_Description of the task_. Scan the records for the word "Flip". Return each line where it is found.

(Dataset entries)
......
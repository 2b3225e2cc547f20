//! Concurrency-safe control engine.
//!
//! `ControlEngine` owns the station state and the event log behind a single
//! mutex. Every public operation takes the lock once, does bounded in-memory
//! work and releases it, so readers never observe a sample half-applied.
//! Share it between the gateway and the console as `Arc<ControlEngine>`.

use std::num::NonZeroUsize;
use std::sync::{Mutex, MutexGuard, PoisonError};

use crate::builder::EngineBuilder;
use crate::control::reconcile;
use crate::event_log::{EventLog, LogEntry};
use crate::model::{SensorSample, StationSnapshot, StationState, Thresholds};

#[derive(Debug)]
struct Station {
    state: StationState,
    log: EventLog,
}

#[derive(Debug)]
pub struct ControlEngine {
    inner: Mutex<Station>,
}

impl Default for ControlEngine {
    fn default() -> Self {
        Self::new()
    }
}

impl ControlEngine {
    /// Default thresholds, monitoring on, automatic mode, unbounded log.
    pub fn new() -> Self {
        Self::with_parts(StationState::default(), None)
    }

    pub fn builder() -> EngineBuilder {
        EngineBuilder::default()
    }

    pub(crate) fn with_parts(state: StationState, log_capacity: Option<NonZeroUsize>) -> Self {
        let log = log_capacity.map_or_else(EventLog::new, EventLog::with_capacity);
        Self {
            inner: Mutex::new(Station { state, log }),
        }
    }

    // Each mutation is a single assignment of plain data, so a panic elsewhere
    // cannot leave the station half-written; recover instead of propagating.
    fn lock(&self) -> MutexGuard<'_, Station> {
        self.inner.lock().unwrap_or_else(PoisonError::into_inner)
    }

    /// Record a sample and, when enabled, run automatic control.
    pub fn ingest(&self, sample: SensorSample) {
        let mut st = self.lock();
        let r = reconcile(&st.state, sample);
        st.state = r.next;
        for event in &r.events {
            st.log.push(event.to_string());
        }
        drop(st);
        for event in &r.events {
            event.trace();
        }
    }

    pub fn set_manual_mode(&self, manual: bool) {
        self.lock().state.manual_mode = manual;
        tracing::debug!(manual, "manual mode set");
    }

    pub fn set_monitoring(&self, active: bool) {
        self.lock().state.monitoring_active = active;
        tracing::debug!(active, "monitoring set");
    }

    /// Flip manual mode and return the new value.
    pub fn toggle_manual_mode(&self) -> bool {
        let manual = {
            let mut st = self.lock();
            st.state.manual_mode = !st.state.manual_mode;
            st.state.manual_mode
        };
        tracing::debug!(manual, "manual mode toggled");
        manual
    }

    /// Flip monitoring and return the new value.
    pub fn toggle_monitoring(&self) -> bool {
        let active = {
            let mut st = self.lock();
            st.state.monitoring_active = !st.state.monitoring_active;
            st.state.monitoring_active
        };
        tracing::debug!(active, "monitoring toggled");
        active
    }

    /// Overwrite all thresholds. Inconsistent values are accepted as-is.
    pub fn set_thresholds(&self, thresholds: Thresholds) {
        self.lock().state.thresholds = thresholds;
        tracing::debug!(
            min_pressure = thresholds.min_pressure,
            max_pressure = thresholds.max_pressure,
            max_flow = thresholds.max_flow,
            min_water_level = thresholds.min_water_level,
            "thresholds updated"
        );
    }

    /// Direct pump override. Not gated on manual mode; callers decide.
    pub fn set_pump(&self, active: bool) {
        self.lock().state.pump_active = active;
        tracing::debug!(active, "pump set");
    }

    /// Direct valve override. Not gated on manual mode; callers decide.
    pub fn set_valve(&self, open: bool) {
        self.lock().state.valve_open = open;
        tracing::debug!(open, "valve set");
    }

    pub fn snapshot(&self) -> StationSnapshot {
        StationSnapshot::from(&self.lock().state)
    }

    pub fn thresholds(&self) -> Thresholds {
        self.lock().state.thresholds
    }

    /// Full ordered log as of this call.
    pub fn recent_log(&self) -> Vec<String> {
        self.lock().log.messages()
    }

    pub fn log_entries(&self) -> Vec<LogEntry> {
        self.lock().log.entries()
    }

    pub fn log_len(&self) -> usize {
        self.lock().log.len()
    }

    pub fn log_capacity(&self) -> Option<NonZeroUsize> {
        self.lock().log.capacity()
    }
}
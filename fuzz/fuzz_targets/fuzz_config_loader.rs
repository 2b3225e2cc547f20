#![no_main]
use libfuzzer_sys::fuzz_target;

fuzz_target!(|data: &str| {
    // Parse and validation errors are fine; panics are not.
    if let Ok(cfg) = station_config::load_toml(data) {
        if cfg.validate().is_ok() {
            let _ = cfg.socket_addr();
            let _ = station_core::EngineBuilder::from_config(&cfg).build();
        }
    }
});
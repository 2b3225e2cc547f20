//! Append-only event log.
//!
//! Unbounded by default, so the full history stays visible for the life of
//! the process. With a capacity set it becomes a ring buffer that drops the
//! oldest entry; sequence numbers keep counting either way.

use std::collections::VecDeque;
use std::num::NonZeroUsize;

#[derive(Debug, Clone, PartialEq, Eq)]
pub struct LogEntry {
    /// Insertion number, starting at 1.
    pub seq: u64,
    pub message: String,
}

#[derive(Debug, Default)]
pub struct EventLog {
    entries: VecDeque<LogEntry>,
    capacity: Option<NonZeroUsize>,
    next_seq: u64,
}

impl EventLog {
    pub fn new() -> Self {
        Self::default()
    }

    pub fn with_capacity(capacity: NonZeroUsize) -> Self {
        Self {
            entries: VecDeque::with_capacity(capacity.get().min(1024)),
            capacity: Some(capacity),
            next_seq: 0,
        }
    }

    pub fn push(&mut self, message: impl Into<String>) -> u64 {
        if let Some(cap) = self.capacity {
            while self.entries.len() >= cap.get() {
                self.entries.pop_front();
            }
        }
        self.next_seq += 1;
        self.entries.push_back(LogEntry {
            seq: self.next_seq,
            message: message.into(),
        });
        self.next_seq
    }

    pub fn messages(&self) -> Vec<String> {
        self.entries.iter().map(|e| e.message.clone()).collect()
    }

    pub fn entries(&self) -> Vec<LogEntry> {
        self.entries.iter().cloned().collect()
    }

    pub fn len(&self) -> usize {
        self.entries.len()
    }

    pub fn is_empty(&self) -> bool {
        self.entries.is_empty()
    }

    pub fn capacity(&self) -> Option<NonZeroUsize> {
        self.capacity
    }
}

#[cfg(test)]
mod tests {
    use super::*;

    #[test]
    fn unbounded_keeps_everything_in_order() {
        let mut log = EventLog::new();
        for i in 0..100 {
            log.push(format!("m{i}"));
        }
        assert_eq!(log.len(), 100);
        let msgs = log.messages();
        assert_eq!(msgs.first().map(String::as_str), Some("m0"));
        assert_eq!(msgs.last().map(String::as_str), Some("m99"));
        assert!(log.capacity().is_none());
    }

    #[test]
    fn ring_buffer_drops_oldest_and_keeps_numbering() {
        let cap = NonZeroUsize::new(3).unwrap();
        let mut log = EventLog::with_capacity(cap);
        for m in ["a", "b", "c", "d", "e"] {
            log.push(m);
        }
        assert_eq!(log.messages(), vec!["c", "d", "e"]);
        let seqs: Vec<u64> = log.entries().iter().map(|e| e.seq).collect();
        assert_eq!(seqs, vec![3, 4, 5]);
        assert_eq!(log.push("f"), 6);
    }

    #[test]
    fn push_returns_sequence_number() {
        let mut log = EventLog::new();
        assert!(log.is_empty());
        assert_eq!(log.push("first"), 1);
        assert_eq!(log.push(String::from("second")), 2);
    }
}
......
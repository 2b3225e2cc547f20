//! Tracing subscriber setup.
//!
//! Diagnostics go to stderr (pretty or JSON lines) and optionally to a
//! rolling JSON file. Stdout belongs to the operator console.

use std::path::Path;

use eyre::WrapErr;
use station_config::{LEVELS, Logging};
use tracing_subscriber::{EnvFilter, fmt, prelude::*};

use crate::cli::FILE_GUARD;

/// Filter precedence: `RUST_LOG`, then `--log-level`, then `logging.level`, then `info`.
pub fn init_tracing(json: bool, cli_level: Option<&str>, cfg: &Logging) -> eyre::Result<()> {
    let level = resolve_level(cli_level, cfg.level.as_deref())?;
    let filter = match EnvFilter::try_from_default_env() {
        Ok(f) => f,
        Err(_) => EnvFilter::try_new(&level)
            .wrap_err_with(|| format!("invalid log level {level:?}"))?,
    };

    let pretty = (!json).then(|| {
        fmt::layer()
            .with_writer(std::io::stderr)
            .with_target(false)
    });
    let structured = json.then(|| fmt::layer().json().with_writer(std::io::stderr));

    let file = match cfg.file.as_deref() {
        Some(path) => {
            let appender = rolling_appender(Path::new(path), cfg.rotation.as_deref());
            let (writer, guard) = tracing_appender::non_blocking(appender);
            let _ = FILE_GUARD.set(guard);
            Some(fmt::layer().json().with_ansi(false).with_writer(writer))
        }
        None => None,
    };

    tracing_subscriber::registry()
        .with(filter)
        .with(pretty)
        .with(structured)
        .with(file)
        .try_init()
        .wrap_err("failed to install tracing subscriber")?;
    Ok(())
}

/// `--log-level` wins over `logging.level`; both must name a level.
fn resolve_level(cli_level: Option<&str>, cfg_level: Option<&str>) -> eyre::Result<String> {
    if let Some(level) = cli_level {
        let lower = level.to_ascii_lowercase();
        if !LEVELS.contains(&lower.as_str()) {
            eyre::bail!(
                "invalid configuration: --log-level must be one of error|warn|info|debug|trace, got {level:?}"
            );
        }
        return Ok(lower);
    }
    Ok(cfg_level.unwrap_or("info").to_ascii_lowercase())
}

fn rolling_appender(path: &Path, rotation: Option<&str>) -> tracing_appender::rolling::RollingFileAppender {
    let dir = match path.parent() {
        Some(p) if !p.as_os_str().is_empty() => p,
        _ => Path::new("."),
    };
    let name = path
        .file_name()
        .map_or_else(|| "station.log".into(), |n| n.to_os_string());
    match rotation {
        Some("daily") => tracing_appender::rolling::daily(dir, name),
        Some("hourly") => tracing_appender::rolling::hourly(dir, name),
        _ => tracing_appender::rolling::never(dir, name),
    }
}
......
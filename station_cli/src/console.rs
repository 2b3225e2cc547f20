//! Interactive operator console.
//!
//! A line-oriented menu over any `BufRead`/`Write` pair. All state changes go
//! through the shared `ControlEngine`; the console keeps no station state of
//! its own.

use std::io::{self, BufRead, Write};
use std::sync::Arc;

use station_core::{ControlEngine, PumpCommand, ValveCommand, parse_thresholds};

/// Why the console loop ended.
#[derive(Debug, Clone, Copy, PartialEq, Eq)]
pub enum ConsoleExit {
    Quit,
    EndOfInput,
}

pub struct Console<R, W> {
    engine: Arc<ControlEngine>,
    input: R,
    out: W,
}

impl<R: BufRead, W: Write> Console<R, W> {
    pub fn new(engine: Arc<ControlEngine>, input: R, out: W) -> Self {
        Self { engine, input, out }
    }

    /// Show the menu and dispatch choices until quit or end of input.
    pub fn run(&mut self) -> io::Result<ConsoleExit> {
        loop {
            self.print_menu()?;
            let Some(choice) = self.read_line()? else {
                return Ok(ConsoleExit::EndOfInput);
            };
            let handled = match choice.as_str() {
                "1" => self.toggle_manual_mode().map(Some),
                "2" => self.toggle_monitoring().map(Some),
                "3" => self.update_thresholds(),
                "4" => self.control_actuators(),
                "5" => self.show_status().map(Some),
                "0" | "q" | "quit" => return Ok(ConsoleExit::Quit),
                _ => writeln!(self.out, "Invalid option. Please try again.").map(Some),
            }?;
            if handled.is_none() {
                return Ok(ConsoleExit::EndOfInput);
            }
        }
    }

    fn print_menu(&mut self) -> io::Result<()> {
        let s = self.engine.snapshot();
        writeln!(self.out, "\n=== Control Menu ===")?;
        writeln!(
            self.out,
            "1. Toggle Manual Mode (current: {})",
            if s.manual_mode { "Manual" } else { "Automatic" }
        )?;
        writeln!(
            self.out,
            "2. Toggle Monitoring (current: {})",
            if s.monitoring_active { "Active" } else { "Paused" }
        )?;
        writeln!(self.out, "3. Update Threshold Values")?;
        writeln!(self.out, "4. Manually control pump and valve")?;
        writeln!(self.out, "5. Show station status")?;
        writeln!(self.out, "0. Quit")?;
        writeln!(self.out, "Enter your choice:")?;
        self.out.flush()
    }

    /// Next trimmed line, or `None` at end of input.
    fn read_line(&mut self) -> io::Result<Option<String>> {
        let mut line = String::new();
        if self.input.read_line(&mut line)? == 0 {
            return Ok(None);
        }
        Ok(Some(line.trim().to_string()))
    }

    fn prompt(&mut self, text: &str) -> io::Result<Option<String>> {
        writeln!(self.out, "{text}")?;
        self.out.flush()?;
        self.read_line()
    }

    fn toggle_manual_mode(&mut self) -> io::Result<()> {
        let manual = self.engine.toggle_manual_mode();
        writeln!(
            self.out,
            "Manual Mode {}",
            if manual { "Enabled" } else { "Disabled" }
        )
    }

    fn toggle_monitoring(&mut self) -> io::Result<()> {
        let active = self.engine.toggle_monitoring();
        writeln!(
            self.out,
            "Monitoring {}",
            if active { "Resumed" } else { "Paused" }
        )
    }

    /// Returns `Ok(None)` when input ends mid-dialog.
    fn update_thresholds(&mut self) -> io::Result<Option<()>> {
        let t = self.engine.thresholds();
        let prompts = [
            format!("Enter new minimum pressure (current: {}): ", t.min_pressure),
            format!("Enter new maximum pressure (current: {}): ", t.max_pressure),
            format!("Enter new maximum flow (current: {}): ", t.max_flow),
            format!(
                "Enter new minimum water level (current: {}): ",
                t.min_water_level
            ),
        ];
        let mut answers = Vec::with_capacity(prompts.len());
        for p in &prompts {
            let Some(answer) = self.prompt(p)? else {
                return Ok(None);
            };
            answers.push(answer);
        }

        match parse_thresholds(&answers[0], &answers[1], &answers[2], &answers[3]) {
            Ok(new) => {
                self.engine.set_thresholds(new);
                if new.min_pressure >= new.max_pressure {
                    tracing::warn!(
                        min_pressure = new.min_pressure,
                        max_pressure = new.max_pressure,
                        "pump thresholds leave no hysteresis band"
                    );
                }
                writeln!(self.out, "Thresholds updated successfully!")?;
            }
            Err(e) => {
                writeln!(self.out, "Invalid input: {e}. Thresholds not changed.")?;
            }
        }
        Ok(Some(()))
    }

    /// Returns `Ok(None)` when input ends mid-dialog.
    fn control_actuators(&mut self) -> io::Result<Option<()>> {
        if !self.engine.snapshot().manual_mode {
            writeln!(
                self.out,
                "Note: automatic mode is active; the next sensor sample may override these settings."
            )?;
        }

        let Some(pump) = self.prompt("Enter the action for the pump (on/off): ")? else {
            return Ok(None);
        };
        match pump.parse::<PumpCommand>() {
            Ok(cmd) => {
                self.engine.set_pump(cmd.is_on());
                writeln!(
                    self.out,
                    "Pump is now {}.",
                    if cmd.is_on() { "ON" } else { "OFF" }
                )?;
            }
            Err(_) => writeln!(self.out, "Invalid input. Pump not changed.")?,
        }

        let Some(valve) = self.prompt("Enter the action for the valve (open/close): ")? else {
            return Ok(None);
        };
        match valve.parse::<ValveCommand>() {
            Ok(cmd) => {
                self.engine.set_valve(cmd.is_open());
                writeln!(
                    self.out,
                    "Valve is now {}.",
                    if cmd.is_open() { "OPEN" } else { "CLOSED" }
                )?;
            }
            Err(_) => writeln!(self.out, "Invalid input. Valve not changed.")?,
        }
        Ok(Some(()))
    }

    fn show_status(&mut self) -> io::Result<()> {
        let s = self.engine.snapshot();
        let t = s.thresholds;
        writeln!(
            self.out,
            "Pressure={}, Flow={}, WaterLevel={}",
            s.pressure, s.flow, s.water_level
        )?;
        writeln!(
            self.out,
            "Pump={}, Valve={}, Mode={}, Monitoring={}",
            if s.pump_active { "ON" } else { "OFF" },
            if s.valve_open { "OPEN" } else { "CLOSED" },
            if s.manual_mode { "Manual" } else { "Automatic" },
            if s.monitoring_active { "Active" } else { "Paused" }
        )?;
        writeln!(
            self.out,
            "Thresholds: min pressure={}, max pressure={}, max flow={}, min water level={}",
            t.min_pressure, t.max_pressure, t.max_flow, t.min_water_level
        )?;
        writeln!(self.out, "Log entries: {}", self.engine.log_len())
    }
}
......
_Exercise answer_.
    /// Flip manual mode and return the new value.
    /// Flip monitoring and return the new value.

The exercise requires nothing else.